RE: Reproducing allocator performance differences

"Curley, Matthew" <matthew.curley@xxxxxxx> · Tue, 13 Oct 2015 23:32:01 +0000

Got a pass of results out here:
https://drive.google.com/file/d/0B2kp18maR7axRmdVZGMyckRYc0k/view?usp=sharing

Bringing the config closer to the memory per OSD ratio Mark used and fiorbd + multiple block devices per client does appear to reproduce significant performance differences under load.  For random read anyway, the testing we did didn't show much difference on writes.  Still not seeing hackathon 700k+ IOPs, but I didn't really expect that :)

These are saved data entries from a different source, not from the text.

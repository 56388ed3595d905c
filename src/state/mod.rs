//! State management module
//!
//! The timer entity, the store that owns and persists the timers, and the
//! shared application state wrapped around them.

pub mod app_state;
pub mod store;
pub mod timer;

// Re-export main types
pub use app_state::AppState;
pub use store::{StoreEvent, TimerStore};
pub use timer::{RunState, Timer, TimerChange, TimerSnapshot};
//! Signal handling for graceful shutdown

use futures::stream::StreamExt;
use signal_hook::consts::{SIGINT, SIGTERM};
use signal_hook_tokio::Signals;
use tracing::{info, warn};

/// Resolve once SIGTERM or SIGINT arrives
///
/// If the handler cannot be installed this falls back to Ctrl-C only, and
/// waits forever if even that is unavailable.
pub async fn shutdown_signal() {
    let mut signals = match Signals::new([SIGTERM, SIGINT]) {
        Ok(signals) => signals,
        Err(e) => {
            warn!("Failed to install signal handler, listening for Ctrl-C only: {}", e);
            if let Err(e) = tokio::signal::ctrl_c().await {
                warn!("Failed to wait for Ctrl-C: {}", e);
                futures::future::pending::<()>().await;
            }
            return;
        }
    };

    if let Some(signal) = signals.next().await {
        info!("Received signal: {}", signal);
    }
}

Would be interested in any further feedback, also on how the impact of any allocator changes from today's model is meaningful.  Clearly there appear to be cases where we're not seeing a difference with Hammer tcmalloc vs jemalloc, but is it always just a matter of time before degradation kicks in?  Or, do the changes not really impact certain configurations/data sets?

Thanks for the help!
-- MC

-----Original Message-----
From: ceph-devel-owner@xxxxxxxxxxxxxxx [mailto:ceph-devel-owner@xxxxxxxxxxxxxxx] On Behalf Of Curley, Matthew
Sent: Thursday, October 01, 2015 1:09 PM
To: Mark Nelson; ceph-devel@xxxxxxxxxxxxxxx
Subject: RE: Reproducing allocator performance differences

Thanks a bunch for the feedback Mark.  I'll push this back to the guy doing the test runs and get more data, including the writes.

Some responses:
* There's definitely a fair amount of CPU available even at higher queue depths, but I don't have current results.  I'll get a colmux grab for a representative sample.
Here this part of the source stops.